- _TASK DATA_:
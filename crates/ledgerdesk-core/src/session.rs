//! Key/value session state: the bearer token and the cached current user.

use ledgerdesk_domain::{CurrentUser, LoginResponse};

use crate::error::{CoreError, CoreResult};

pub const AUTH_TOKEN_KEY: &str = "authToken";
pub const CURRENT_USER_KEY: &str = "currentUser";

/// String key/value store that survives between runs.
pub trait SessionStore: Send + Sync {
    fn get(&self, key: &str) -> CoreResult<Option<String>>;
    fn set(&self, key: &str, value: &str) -> CoreResult<()>;
    fn remove(&self, key: &str) -> CoreResult<()>;
}

impl<S: SessionStore + ?Sized> SessionStore for Box<S> {
    fn get(&self, key: &str) -> CoreResult<Option<String>> {
        (**self).get(key)
    }

    fn set(&self, key: &str, value: &str) -> CoreResult<()> {
        (**self).set(key, value)
    }

    fn remove(&self, key: &str) -> CoreResult<()> {
        (**self).remove(key)
    }
}

/// Typed access to the well-known session keys.
pub struct Session<S: SessionStore> {
    store: S,
}

impl<S: SessionStore> Session<S> {
    pub fn new(store: S) -> Self {
        Self { store }
    }

    pub fn store(&self) -> &S {
        &self.store
    }

    pub fn token(&self) -> CoreResult<Option<String>> {
        Ok(self
            .store
            .get(AUTH_TOKEN_KEY)?
            .filter(|token| !token.trim().is_empty()))
    }

    pub fn require_token(&self) -> CoreResult<String> {
        self.token()?.ok_or(CoreError::Unauthenticated)
    }

    /// A malformed `currentUser` entry reads as signed out.
    pub fn current_user(&self) -> CoreResult<Option<CurrentUser>> {
        let Some(raw) = self.store.get(CURRENT_USER_KEY)? else {
            return Ok(None);
        };
        match serde_json::from_str(&raw) {
            Ok(user) => Ok(Some(user)),
            Err(err) => {
                tracing::warn!(error = %err, "discarding unreadable currentUser entry");
                Ok(None)
            }
        }
    }

    pub fn require_user(&self) -> CoreResult<CurrentUser> {
        self.current_user()?.ok_or(CoreError::Unauthenticated)
    }

    pub fn is_signed_in(&self) -> CoreResult<bool> {
        Ok(self.token()?.is_some() && self.current_user()?.is_some())
    }

    pub fn sign_in(&self, login: &LoginResponse) -> CoreResult<()> {
        let user = serde_json::to_string(&login.user)?;
        self.store.set(AUTH_TOKEN_KEY, &login.token)?;
        self.store.set(CURRENT_USER_KEY, &user)?;
        tracing::info!(user_id = login.user.id, "session started");
        Ok(())
    }

    pub fn sign_out(&self) -> CoreResult<()> {
        self.store.remove(AUTH_TOKEN_KEY)?;
        self.store.remove(CURRENT_USER_KEY)?;
        tracing::info!("session cleared");
        Ok(())
    }
}

#[cfg(test)]
mod tests {
    use super::*;
    use crate::memory::MemorySessionStore;

    fn login() -> LoginResponse {
        LoginResponse {
            token: "tok-123".into(),
            user: CurrentUser {
                id: 5,
                name: "Ravi".into(),
                email: None,
                companies: Vec::new(),
                voucher_types: Vec::new(),
            },
        }
    }

    #[test]
    fn sign_in_stores_both_keys() {
        let session = Session::new(MemorySessionStore::default());
        session.sign_in(&login()).unwrap();
        assert_eq!(session.token().unwrap().as_deref(), Some("tok-123"));
        assert_eq!(session.require_user().unwrap().id, 5);
        assert!(session
            .store()
            .get(CURRENT_USER_KEY)
            .unwrap()
            .unwrap()
            .contains("\"name\":\"Ravi\""));
    }

    #[test]
    fn sign_out_clears_session() {
        let session = Session::new(MemorySessionStore::default());
        session.sign_in(&login()).unwrap();
        session.sign_out().unwrap();
        assert!(!session.is_signed_in().unwrap());
        assert!(matches!(session.require_token(), Err(CoreError::Unauthenticated)));
    }

    #[test]
    fn corrupt_user_entry_reads_as_missing() {
        let store = MemorySessionStore::default();
        store.set(CURRENT_USER_KEY, "{not json").unwrap();
        let session = Session::new(store);
        assert!(session.current_user().unwrap().is_none());
    }
}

- _AIM OF THE EXERCISE_: Everything in the listing needs to appear again exactly.

- _REPLY TO THE EXERCISE_:
filename crates/ledgerdesk-core/src/session.rs
//! Key/value session state: the bearer token and the cached current user.

use ledgerdesk_domain::{CurrentUser, LoginResponse};

use crate::error::{CoreError, CoreResult};

pub const AUTH_TOKEN_KEY: &str = "authToken";
pub const CURRENT_USER_KEY: &str = "currentUser";

/// String key/value store that survives between runs.
pub trait SessionStore: Send + Sync {
    fn get(&self, key: &str) -> CoreResult<Option<String>>;
    fn set(&self, key: &str, value: &str) -> CoreResult<()>;
    fn remove(&self, key: &str) -> CoreResult<()>;
}

impl<S: SessionStore + ?Sized> SessionStore for Box<S> {
    fn get(&self, key: &str) -> CoreResult<Option<String>> {
        (**self).get(key)
    }

    fn set(&self, key: &str, value: &str) -> CoreResult<()> {
        (**self).set(key, value)
    }

    fn remove(&self, key: &str) -> CoreResult<()> {
        (**self).remove(key)
    }
}

/// Typed access to the well-known session keys.
pub struct Session<S: SessionStore> {
    store: S,
}

impl<S: SessionStore> Session<S> {
    pub fn new(store: S) -> Self {
        Self { store }
    }

    pub fn store(&self) -> &S {
        &self.store
    }

    pub fn token(&self) -> CoreResult<Option<String>> {
        Ok(self
            .store
            .get(AUTH_TOKEN_KEY)?
            .filter(|token| !token.trim().is_empty()))
    }

    pub fn require_token(&self) -> CoreResult<String> {
        self.token()?.ok_or(CoreError::Unauthenticated)
    }

    /// A malformed `currentUser` entry reads as signed out.
    pub fn current_user(&self) -> CoreResult<Option<CurrentUser>> {
        let Some(raw) = self.store.get(CURRENT_USER_KEY)? else {
            return Ok(None);
        };
        match serde_json::from_str(&raw) {
            Ok(user) => Ok(Some(user)),
            Err(err) => {
                tracing::warn!(error = %err, "discarding unreadable currentUser entry");
                Ok(None)
            }
        }
    }

    pub fn require_user(&self) -> CoreResult<CurrentUser> {
        self.current_user()?.ok_or(CoreError::Unauthenticated)
    }

    pub fn is_signed_in(&self) -> CoreResult<bool> {
        Ok(self.token()?.is_some() && self.current_user()?.is_some())
    }

    pub fn sign_in(&self, login: &LoginResponse) -> CoreResult<()> {
        let user = serde_json::to_string(&login.user)?;
        self.store.set(AUTH_TOKEN_KEY, &login.token)?;
        self.store.set(CURRENT_USER_KEY, &user)?;
        tracing::info!(user_id = login.user.id, "session started");
        Ok(())
    }

    pub fn sign_out(&self) -> CoreResult<()> {
        self.store.remove(AUTH_TOKEN_KEY)?;
        self.store.remove(CURRENT_USER_KEY)?;
        tracing::info!("session cleared");
        Ok(())
    }
}

#[cfg(test)]
mod tests {
    use super::*;
    use crate::memory::MemorySessionStore;

    fn login() -> LoginResponse {
        LoginResponse {
            token: "tok-123".into(),
            user: CurrentUser {
                id: 5,
                name: "Ravi".into(),
                email: None,
                companies: Vec::new(),
                voucher_types: Vec::new(),
            },
        }
    }

    #[test]
    fn sign_in_stores_both_keys() {
        let session = Session::new(MemorySessionStore::default());
        session.sign_in(&login()).unwrap();
        assert_eq!(session.token().unwrap().as_deref(), Some("tok-123"));
        assert_eq!(session.require_user().unwrap().id, 5);
        assert!(session
            .store()
            .get(CURRENT_USER_KEY)
            .unwrap()
            .unwrap()
            .contains("\"name\":\"Ravi\""));
    }

    #[test]
    fn sign_out_clears_session() {
        let session = Session::new(MemorySessionStore::default());
        session.sign_in(&login()).unwrap();
        session.sign_out().unwrap();
        assert!(!session.is_signed_in().unwrap());
        assert!(matches!(session.require_token(), Err(CoreError::Unauthenticated)));
    }

    #[test]
    fn corrupt_user_entry_reads_as_missing() {
        let store = MemorySessionStore::default();
        store.set(CURRENT_USER_KEY, "{not json").unwrap();
        let session = Session::new(store);
        assert!(session.current_user().unwrap().is_none());
    }
}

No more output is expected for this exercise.